Directions: This exercise calls for every line of the listing below that contains the word "write".

Material for the task:
++++++++++++++++++++
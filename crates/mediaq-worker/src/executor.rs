//! Job handlers and the operations they build.
//!
//! A [`JobHandler`] is registered per `job_type`. For every attempt the
//! dispatcher asks the handler to [`create`](JobHandler::create) a fresh
//! [`Operation`], runs it under the job's deadline and circuit breaker, and
//! calls [`Operation::cancel`] when the job is cancelled mid-flight.

use std::collections::HashMap;
use std::sync::Arc;
use std::time::Duration;

use async_trait::async_trait;
use serde_json::Value;
use tokio::time::Instant;

use mediaq_entity::job::{FailureKind, Job, JobError};

use crate::breaker::{CircuitOpenError, DependencyFailure};
use crate::progress::ProgressReporter;

/// Dependency used when a handler does not name one.
pub const DEFAULT_DEPENDENCY: &str = "downloader";

/// How the dispatcher treats a failed attempt.
#[derive(Debug, Clone, Copy, PartialEq, Eq)]
pub enum ErrorClass {
    /// Re-admit after backoff while attempts remain.
    Transient,
    /// Fail the job immediately.
    Permanent,
    /// End the job as cancelled.
    Cancelled,
}

/// Error from a single execution attempt.
#[derive(Debug, thiserror::Error)]
pub enum JobExecutionError {
    /// The dependency is unavailable; may retry.
    #[error("Transient job failure: {0}")]
    Transient(String),

    /// The request itself can never succeed; do not retry.
    #[error("Permanent job failure: {0}")]
    Permanent(String),

    /// The attempt exceeded its deadline.
    #[error("Attempt timed out after {0:?}")]
    Timeout(Duration),

    /// The dependency's breaker refused the attempt.
    #[error("Circuit '{dependency}' is open")]
    CircuitOpen {
        /// Breaker name.
        dependency: String,
        /// Time left until a probe may run.
        retry_after: Duration,
    },

    /// The job was cancelled while the attempt ran.
    #[error("Job cancelled")]
    Cancelled,
}

impl JobExecutionError {
    /// Classify the error for retry decisions.
    pub fn class(&self) -> ErrorClass {
        match self {
            Self::Transient(_) | Self::Timeout(_) | Self::CircuitOpen { .. } => {
                ErrorClass::Transient
            }
            Self::Permanent(_) => ErrorClass::Permanent,
            Self::Cancelled => ErrorClass::Cancelled,
        }
    }

    /// Failure kind stored on the job record.
    pub fn kind(&self) -> FailureKind {
        match self {
            Self::Transient(_) => FailureKind::Transient,
            Self::Permanent(_) => FailureKind::Permanent,
            Self::Timeout(_) => FailureKind::Timeout,
            Self::CircuitOpen { .. } => FailureKind::CircuitOpen,
            Self::Cancelled => FailureKind::Cancelled,
        }
    }

    /// Summary stored as the job's `last_error`.
    pub fn to_job_error(&self) -> JobError {
        JobError::new(self.kind(), self.to_string())
    }
}

impl DependencyFailure for JobExecutionError {
    fn counts_against_dependency(&self) -> bool {
        matches!(self, Self::Transient(_) | Self::Timeout(_))
    }
}

impl From<CircuitOpenError> for JobExecutionError {
    fn from(err: CircuitOpenError) -> Self {
        Self::CircuitOpen {
            dependency: err.dependency,
            retry_after: err.retry_after,
        }
    }
}

/// One attempt of a job against its external dependency.
#[async_trait]
pub trait Operation: Send {
    /// Run the attempt. `deadline` is the instant the dispatcher will stop
    /// waiting; returning earlier is the operation's business.
    async fn run(&mut self, deadline: Instant) -> Result<Option<Value>, JobExecutionError>;

    /// Best-effort teardown after the job was cancelled or timed out.
    async fn cancel(&mut self) {}
}

/// Builds operations for one `job_type`.
pub trait JobHandler: Send + Sync + std::fmt::Debug {
    /// Job type this handler processes.
    fn job_type(&self) -> &str;

    /// Circuit breaker name guarding the handler's dependency.
    fn dependency(&self) -> &str {
        DEFAULT_DEPENDENCY
    }

    /// Reject payloads that can never succeed, before admission.
    fn validate(&self, _payload: &Value) -> Result<(), String> {
        Ok(())
    }

    /// Build the operation for the next attempt of `job`.
    fn create(
        &self,
        job: &Job,
        progress: ProgressReporter,
    ) -> Result<Box<dyn Operation>, JobExecutionError>;
}

/// Registry of handlers keyed by job type.
#[derive(Debug, Default)]
pub struct JobExecutor {
    handlers: HashMap<String, Arc<dyn JobHandler>>,
}

impl JobExecutor {
    /// Create an empty executor.
    pub fn new() -> Self {
        Self::default()
    }

    /// Register a job handler, replacing any handler for the same type.
    pub fn register(&mut self, handler: Arc<dyn JobHandler>) {
        let job_type = handler.job_type().to_string();
        tracing::info!("Registered job handler for type '{}'", job_type);
        self.handlers.insert(job_type, handler);
    }

    /// Look up the handler for `job_type`.
    pub fn handler(&self, job_type: &str) -> Option<Arc<dyn JobHandler>> {
        self.handlers.get(job_type).cloned()
    }

    /// Check if a handler is registered for a job type.
    pub fn has_handler(&self, job_type: &str) -> bool {
        self.handlers.contains_key(job_type)
    }

    /// Registered job types, sorted.
    pub fn registered_types(&self) -> Vec<String> {
        let mut types: Vec<_> = self.handlers.keys().cloned().collect();
        types.sort();
        types
    }
}
//! Per-dependency circuit breakers.
//!
//! A breaker moves `closed -> open` after `failure_threshold` consecutive
//! dependency failures, rejects every call while open, and after
//! `recovery_timeout` admits exactly one probe (`half_open`). The probe's
//! outcome closes or re-opens the circuit.
//!
//! Failures are only counted when the error says it reflects the
//! dependency being unavailable (see [`DependencyFailure`]); request
//! specific errors pass through without touching the counter.

pub mod registry;

use std::fmt;
use std::future::Future;
use std::sync::{Mutex, MutexGuard, PoisonError};
use std::time::Duration;

use chrono::{DateTime, Utc};
use serde::Serialize;
use tokio::time::Instant;

use mediaq_core::config::breaker::BreakerSettings;

pub use registry::BreakerRegistry;

/// Circuit state.
#[derive(Debug, Clone, Copy, PartialEq, Eq, Serialize)]
#[serde(rename_all = "snake_case")]
pub enum CircuitState {
    /// Calls pass through.
    Closed,
    /// Calls are rejected without being attempted.
    Open,
    /// A single probe call is allowed to test recovery.
    HalfOpen,
}

impl fmt::Display for CircuitState {
    fn fmt(&self, f: &mut fmt::Formatter<'_>) -> fmt::Result {
        match self {
            Self::Closed => write!(f, "closed"),
            Self::Open => write!(f, "open"),
            Self::HalfOpen => write!(f, "half_open"),
        }
    }
}

/// Errors that know whether they count against the dependency's health.
pub trait DependencyFailure {
    /// `true` for connection failures, 5xx, timeouts, and similar
    /// unavailability; `false` for failures specific to one request.
    fn counts_against_dependency(&self) -> bool;
}

/// Returned when a breaker refuses a call.
#[derive(Debug, Clone, PartialEq, Eq, thiserror::Error)]
#[error("Circuit '{dependency}' is open; retry after {retry_after:?}")]
pub struct CircuitOpenError {
    /// Breaker name.
    pub dependency: String,
    /// Time left until a probe may be admitted.
    pub retry_after: Duration,
}

/// Outcome of [`CircuitBreaker::call`].
#[derive(Debug, thiserror::Error)]
pub enum BreakerError<E> {
    /// The breaker rejected the call; the operation never ran.
    #[error(transparent)]
    Open(CircuitOpenError),
    /// The operation ran and failed.
    #[error(transparent)]
    Inner(E),
}

/// Point-in-time view of a breaker.
#[derive(Debug, Clone, Serialize)]
pub struct BreakerSnapshot {
    /// Breaker name.
    pub name: String,
    /// Current state.
    pub state: CircuitState,
    /// Consecutive counted failures.
    pub failure_count: u32,
    /// Configured threshold.
    pub failure_threshold: u32,
    /// Configured recovery timeout in seconds.
    pub recovery_timeout_seconds: u64,
    /// When the last counted failure happened.
    pub last_failure_at: Option<DateTime<Utc>>,
}

#[derive(Debug)]
struct BreakerInner {
    state: CircuitState,
    failure_count: u32,
    opened_at: Option<Instant>,
    probe_in_flight: bool,
    last_failure_at: Option<DateTime<Utc>>,
}

/// A named circuit breaker guarding one dependency.
#[derive(Debug)]
pub struct CircuitBreaker {
    name: String,
    settings: BreakerSettings,
    inner: Mutex<BreakerInner>,
}

impl CircuitBreaker {
    /// Create a closed breaker.
    pub fn new(name: impl Into<String>, settings: BreakerSettings) -> Self {
        Self {
            name: name.into(),
            settings,
            inner: Mutex::new(BreakerInner {
                state: CircuitState::Closed,
                failure_count: 0,
                opened_at: None,
                probe_in_flight: false,
                last_failure_at: None,
            }),
        }
    }

    /// Breaker name.
    pub fn name(&self) -> &str {
        &self.name
    }

    /// Configured recovery timeout.
    pub fn recovery_timeout(&self) -> Duration {
        self.settings.recovery_timeout()
    }

    /// Current state, without side effects.
    pub fn state(&self) -> CircuitState {
        self.lock().state
    }

    /// Consecutive counted failures.
    pub fn failure_count(&self) -> u32 {
        self.lock().failure_count
    }

    /// Snapshot for stats reporting.
    pub fn snapshot(&self) -> BreakerSnapshot {
        let inner = self.lock();
        BreakerSnapshot {
            name: self.name.clone(),
            state: inner.state,
            failure_count: inner.failure_count,
            failure_threshold: self.settings.failure_threshold,
            recovery_timeout_seconds: self.settings.recovery_timeout_seconds,
            last_failure_at: inner.last_failure_at,
        }
    }

    /// Ask for permission to make one call.
    ///
    /// An open circuit whose recovery timeout has elapsed moves to
    /// `half_open` and hands out the single probe permit. While that probe
    /// is outstanding every other caller is rejected.
    pub fn acquire(&self) -> Result<Permit<'_>, CircuitOpenError> {
        let mut inner = self.lock();
        match inner.state {
            CircuitState::Closed => Ok(Permit::new(self, false)),
            CircuitState::Open => {
                let elapsed = inner
                    .opened_at
                    .map(|at| at.elapsed())
                    .unwrap_or(Duration::MAX);
                let recovery = self.settings.recovery_timeout();
                if elapsed >= recovery {
                    inner.state = CircuitState::HalfOpen;
                    inner.probe_in_flight = true;
                    tracing::info!("Circuit '{}' half-open, admitting probe", self.name);
                    Ok(Permit::new(self, true))
                } else {
                    Err(self.rejection(recovery - elapsed))
                }
            }
            CircuitState::HalfOpen if inner.probe_in_flight => Err(self.rejection(Duration::ZERO)),
            CircuitState::HalfOpen => {
                inner.probe_in_flight = true;
                Ok(Permit::new(self, true))
            }
        }
    }

    /// Run `operation` under the breaker.
    ///
    /// The future is only polled when a permit is granted; a rejected call
    /// drops it unpolled.
    pub async fn call<Fut, T, E>(&self, operation: Fut) -> Result<T, BreakerError<E>>
    where
        Fut: Future<Output = Result<T, E>>,
        E: DependencyFailure,
    {
        let permit = self.acquire().map_err(BreakerError::Open)?;
        match operation.await {
            Ok(value) => {
                permit.success();
                Ok(value)
            }
            Err(err) => {
                if err.counts_against_dependency() {
                    permit.failure();
                } else {
                    permit.neutral();
                }
                Err(BreakerError::Inner(err))
            }
        }
    }

    /// Force the breaker closed and clear its counters.
    pub fn reset(&self) {
        let mut inner = self.lock();
        inner.state = CircuitState::Closed;
        inner.failure_count = 0;
        inner.opened_at = None;
        inner.probe_in_flight = false;
        tracing::info!("Circuit '{}' manually reset", self.name);
    }

    fn rejection(&self, retry_after: Duration) -> CircuitOpenError {
        CircuitOpenError {
            dependency: self.name.clone(),
            retry_after,
        }
    }

    fn lock(&self) -> MutexGuard<'_, BreakerInner> {
        self.inner.lock().unwrap_or_else(PoisonError::into_inner)
    }

    fn on_success(&self, probe: bool) {
        let mut inner = self.lock();
        // Late results from calls admitted before the circuit opened do not
        // decide anything; only the probe may close a non-closed circuit.
        if probe || inner.state == CircuitState::Closed {
            if inner.state != CircuitState::Closed {
                tracing::info!("Circuit '{}' closed after successful probe", self.name);
            }
            inner.state = CircuitState::Closed;
            inner.failure_count = 0;
            inner.opened_at = None;
            inner.probe_in_flight = false;
        }
    }

    fn on_failure(&self, probe: bool) {
        let mut inner = self.lock();
        inner.last_failure_at = Some(Utc::now());
        if probe {
            inner.state = CircuitState::Open;
            inner.opened_at = Some(Instant::now());
            inner.probe_in_flight = false;
            inner.failure_count = inner.failure_count.saturating_add(1);
            tracing::warn!("Circuit '{}' probe failed, re-opening", self.name);
            return;
        }
        if inner.state != CircuitState::Closed {
            return;
        }
        inner.failure_count = inner.failure_count.saturating_add(1);
        if inner.failure_count >= self.settings.failure_threshold {
            inner.state = CircuitState::Open;
            inner.opened_at = Some(Instant::now());
            tracing::error!(
                "Circuit '{}' opened after {} consecutive failures",
                self.name,
                inner.failure_count
            );
        }
    }

    fn on_neutral(&self, probe: bool) {
        // The dependency answered, so a probe that failed for request
        // specific reasons still proves recovery.
        if probe {
            self.on_success(true);
        }
    }

    fn on_abandoned(&self) {
        let mut inner = self.lock();
        inner.probe_in_flight = false;
    }
}

/// Permission to make one call through a breaker.
///
/// Record the outcome with [`success`](Self::success),
/// [`failure`](Self::failure) or [`neutral`](Self::neutral). Dropping an
/// unresolved probe permit frees the probe slot without changing state.
#[derive(Debug)]
#[must_use = "a permit must be resolved with its call outcome"]
pub struct Permit<'a> {
    breaker: &'a CircuitBreaker,
    probe: bool,
    resolved: bool,
}

impl<'a> Permit<'a> {
    fn new(breaker: &'a CircuitBreaker, probe: bool) -> Self {
        Self {
            breaker,
            probe,
            resolved: false,
        }
    }

    /// Whether this permit is the half-open probe.
    pub fn is_probe(&self) -> bool {
        self.probe
    }

    /// The call succeeded.
    pub fn success(mut self) {
        self.resolved = true;
        self.breaker.on_success(self.probe);
    }

    /// The call failed in a way that counts against the dependency.
    pub fn failure(mut self) {
        self.resolved = true;
        self.breaker.on_failure(self.probe);
    }

    /// The call failed for request-specific reasons.
    pub fn neutral(mut self) {
        self.resolved = true;
        self.breaker.on_neutral(self.probe);
    }
}

impl Drop for Permit<'_> {
    fn drop(&mut self) {
        if self.probe && !self.resolved {
            self.breaker.on_abandoned();
        }
    }
}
++++++++++++++++++++
Reply:
            Self::Closed => write!(f, "closed"),
            Self::Open => write!(f, "open"),
            Self::HalfOpen => write!(f, "half_open"),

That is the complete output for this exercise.